So in Seattle, we estimate that when the price premium for organic avocados is taken into account, people buy approximately 10% as many organic avocados as they do conventional avocados. Meanwhile, in Miami & Fort Lauderdale, we estimate that people buy less than 1% as many organic avocados as they do conventional avocados. A log-10 difference of 1 is a whole order of magnitude different in raw avocado units!

Instructor’s note: The following plot takes a bit of fiddling to set up, and requires chaining together many pieces of data wrangling logic. If learners have never made a model-estimate-plus-raw-data plot like this before, this may be a bit beyond scope to live-code. In that case, I recommend taking a couple minutes for learners to brainstorm possible strategies for extending the basic coefficient plot shown above, and then showing a fully rendered copy of the plot below as an example extension plot, qualitatively describing the added layers and annotations.

avo_raw_diffs <- avocado %>%
  # first, prepare to calculate the raw difference in weekly volume
  # of organic - conventional avocados bought
  # (must be that direction bc conventional is baseline in the regression)
  select(region, date, type, total_volume_log10) %>%
  pivot_wider(names_from = type,
              values_from = total_volume_log10) %>%
  mutate(diff_raw = organic - conventional) %>%
  # WestTextNewMexico has some weeks with no organic avocado sales
  # so we need to filter out some NA rows of diff_raw
  filter(!is.na(diff_raw)) %>%
  # for each region, calculate the mean and SE of the mean
  # of this difference
  group_by(region) %>%
  summarize(diff_mean = mean(diff_raw),
            diff_se = sd(diff_raw)/sqrt(length(diff_raw))) %>% 
  # in order for the plot to work
  # (for the regions to be ordered by the model estimate)
  # the model estimates need to be bound on to the raw diffs
  left_join(avo_coefs %>% filter(term == "typeorganic"),
            by = "region")

avo_coefplot +
  # error bars and points for the raw data
  # notice that we use the data argument to feed in different data
  geom_errorbar(aes(y = diff_mean,
                    ymin = diff_mean - diff_se,
                    ymax = diff_mean + diff_se),
                data = avo_raw_diffs,
                color = "olivedrab4",
                width = 0) +
  geom_point(aes(y = diff_mean),
             data = avo_raw_diffs,
             color = "olivedrab4") +
  # hand-adding a legend
  annotate("text", x = 45, y = -1.2, hjust = 1,
           label = "black = model-estimated", color = "black") +
  annotate("text", x = 45, y = -1.3, hjust = 1,
           label = "green = raw", color = "olivedrab4")

I think we’ve gotten pretty close to an answer (not THE answer, but AN answer) to our earlier research question: Do avocado buyers prefer buying conventional or organic avocados? By how much? How do these patterns differ from region to region?

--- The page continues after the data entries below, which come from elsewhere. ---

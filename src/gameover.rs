//! End-of-run panel
//!
//! Shows the distance reached and waits for confirm. The host plays its
//! transition and then resets the game state.

use serde::{Deserialize, Serialize};

use crate::format_distance;
use crate::sim::input::{ButtonState, InputSnapshot};

#[derive(Debug, Clone, Default, Serialize, Deserialize)]
pub struct GameOver {
    pub active: bool,
    /// Distance reached, in metres
    pub dist: f32,
    pub dist_str: String,
}

impl GameOver {
    pub fn new() -> Self {
        Self::default()
    }

    pub fn activate(&mut self, distance: f32) {
        self.active = true;
        self.dist = distance;
        self.dist_str = format_distance(distance);
    }

    pub fn deactivate(&mut self) {
        self.active = false;
    }

    /// Returns true when the player asks to restart
    pub fn update(&mut self, input: &InputSnapshot) -> bool {
        self.active && input.buttons.confirm == ButtonState::Pressed
    }
}

#[cfg(test)]
mod tests {
    use super::*;
    use crate::sim::input::Buttons;

    fn confirm() -> InputSnapshot {
        InputSnapshot {
            buttons: Buttons {
                confirm: ButtonState::Pressed,
                ..Default::default()
            },
            ..Default::default()
        }
    }

    #[test]
    fn test_activate_formats_distance() {
        let mut go = GameOver::new();
        go.activate(123.456);
        assert!(go.active);
        assert_eq!(go.dist_str, "123.4m");
    }

    #[test]
    fn test_restart_needs_confirm_press() {
        let mut go = GameOver::new();
        assert!(!go.update(&confirm()));

        go.activate(1.0);
        assert!(!go.update(&InputSnapshot::default()));
        let held = InputSnapshot {
            buttons: Buttons {
                confirm: ButtonState::Down,
                ..Default::default()
            },
            ..Default::default()
        };
        assert!(!go.update(&held));
        assert!(go.update(&confirm()));
    }
}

Avocado buyers across the US appear to prefer buying conventional avocados over organic avocados; that is, they buy many more conventional avocados than organic avocados in a given week. This holds even when you adjust for the fact that organic avocados are usually more expensive. The magnitude of this buying preference against organic avocados varies across the country–the Pacific Northwest appears to avoid organic avocados much less than the rest of the country, and Florida appears to avoid organic avocados much more than the rest of the country.

That concludes the core analysis of this tutorial! If you like, continue following along for a rapid-fire demonstration of another use case of map() inside mutate() with nested dataframes to repeat analysis across many datasets containing similarly structured data.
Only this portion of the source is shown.